ふたつのさくら

……そんなことを考えながら追いかけっこをしていると、咲良さんがやってきた。

「朔羅おはよう!璃奈も!」

あぁ、女神!

僕の頭痛の種であることに変わりはないんだけど、咲良さんはかわいかった。

それだけで全て許せる。

「咲良さん、おはようございます……」

「おはよ、さくちゃん!」

僕の疲れ切った声に気づいたのか、咲良さんが愉快そうに笑いながら近づいてくる。

璃奈さんをみて、僕が疲れている原因がわかったのだろう。

咲良さんでも、僕が人と関わることを意図的に避けていることくらいは分かるだろうから。

「朔羅、お疲れ。」

「もうほんと……疲れます。
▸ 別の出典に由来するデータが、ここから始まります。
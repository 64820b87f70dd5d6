// User-curated pick queue.
//
// Ordered, deduplicated by player ID. Drafted players are evicted after every
// sync tick that adds picks, so the queue only ever holds available players.

use std::collections::HashSet;

use serde::{Deserialize, Serialize};

use crate::draft::player::Player;

#[derive(Debug, Clone, Copy, PartialEq, Eq, Serialize, Deserialize)]
pub enum MoveDirection {
    Up,
    Down,
}

#[derive(Debug, Clone, Default, PartialEq, Serialize, Deserialize)]
pub struct PickQueue {
    players: Vec<Player>,
}

impl PickQueue {
    pub fn new() -> Self {
        Self::default()
    }

    /// Restore a persisted queue, dropping duplicate IDs.
    pub fn from_players(players: Vec<Player>) -> Self {
        let mut queue = Self::new();
        for p in players {
            queue.enqueue(p);
        }
        queue
    }

    /// Append `player` unless already queued. Returns whether it was added.
    pub fn enqueue(&mut self, player: Player) -> bool {
        if self.contains(&player.id) {
            return false;
        }
        self.players.push(player);
        true
    }

    pub fn dequeue(&mut self, player_id: &str) -> Option<Player> {
        let idx = self.players.iter().position(|p| p.id == player_id)?;
        Some(self.players.remove(idx))
    }

    /// Swap a player with its neighbour. Returns false at either end or when
    /// the player is not queued.
    pub fn reorder(&mut self, player_id: &str, direction: MoveDirection) -> bool {
        let Some(idx) = self.players.iter().position(|p| p.id == player_id) else {
            return false;
        };
        let target = match direction {
            MoveDirection::Up if idx > 0 => idx - 1,
            MoveDirection::Down if idx + 1 < self.players.len() => idx + 1,
            _ => return false,
        };
        self.players.swap(idx, target);
        true
    }

    /// Remove every queued player whose ID is in `drafted`.
    pub fn evict_drafted(&mut self, drafted: &HashSet<String>) -> Vec<Player> {
        let (evicted, kept): (Vec<Player>, Vec<Player>) = std::mem::take(&mut self.players)
            .into_iter()
            .partition(|p| drafted.contains(&p.id));
        self.players = kept;
        evicted
    }

    pub fn head(&self) -> Option<&Player> {
        self.players.first()
    }

    pub fn contains(&self, player_id: &str) -> bool {
        self.players.iter().any(|p| p.id == player_id)
    }

    pub fn players(&self) -> &[Player] {
        &self.players
    }

    pub fn len(&self) -> usize {
        self.players.len()
    }

    pub fn is_empty(&self) -> bool {
        self.players.is_empty()
    }
}
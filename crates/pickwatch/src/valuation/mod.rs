// Valuation: ADP/tier/risk derivation and positional scarcity.

pub mod adp;
pub mod scarcity;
」

咲良さんは苦笑い、当の本人はきょとんとした顔で首を傾げていた。

璃奈さん、あなたのせいですよ?

その言葉はなんとか飲み込んだ。







咲良さんを間に挟むようにして、3人で並んで歩く。

初めてだ。

咲良さん以外の誰かと登校するのは。

そういえば、咲良さんには、僕以外の友達はいるのだろうか。

誰かと話しているのを見ることはよくある。

事務的な会話じゃなくて、雑談みたいなのをしてるときもあった。

けど、そのときの咲良さん、一瞬だけすごく疲れたような表情をするんだよな。

僕には見せないような、くらーい表情。

ちらりと、隣で璃奈さんと話す咲良さんを見る。

柔らかな笑顔で、楽しそうに会話をしていた。

無理をしているようには見えない。

疲れている様子もない。

僕の気のせい……ならいいんだけど。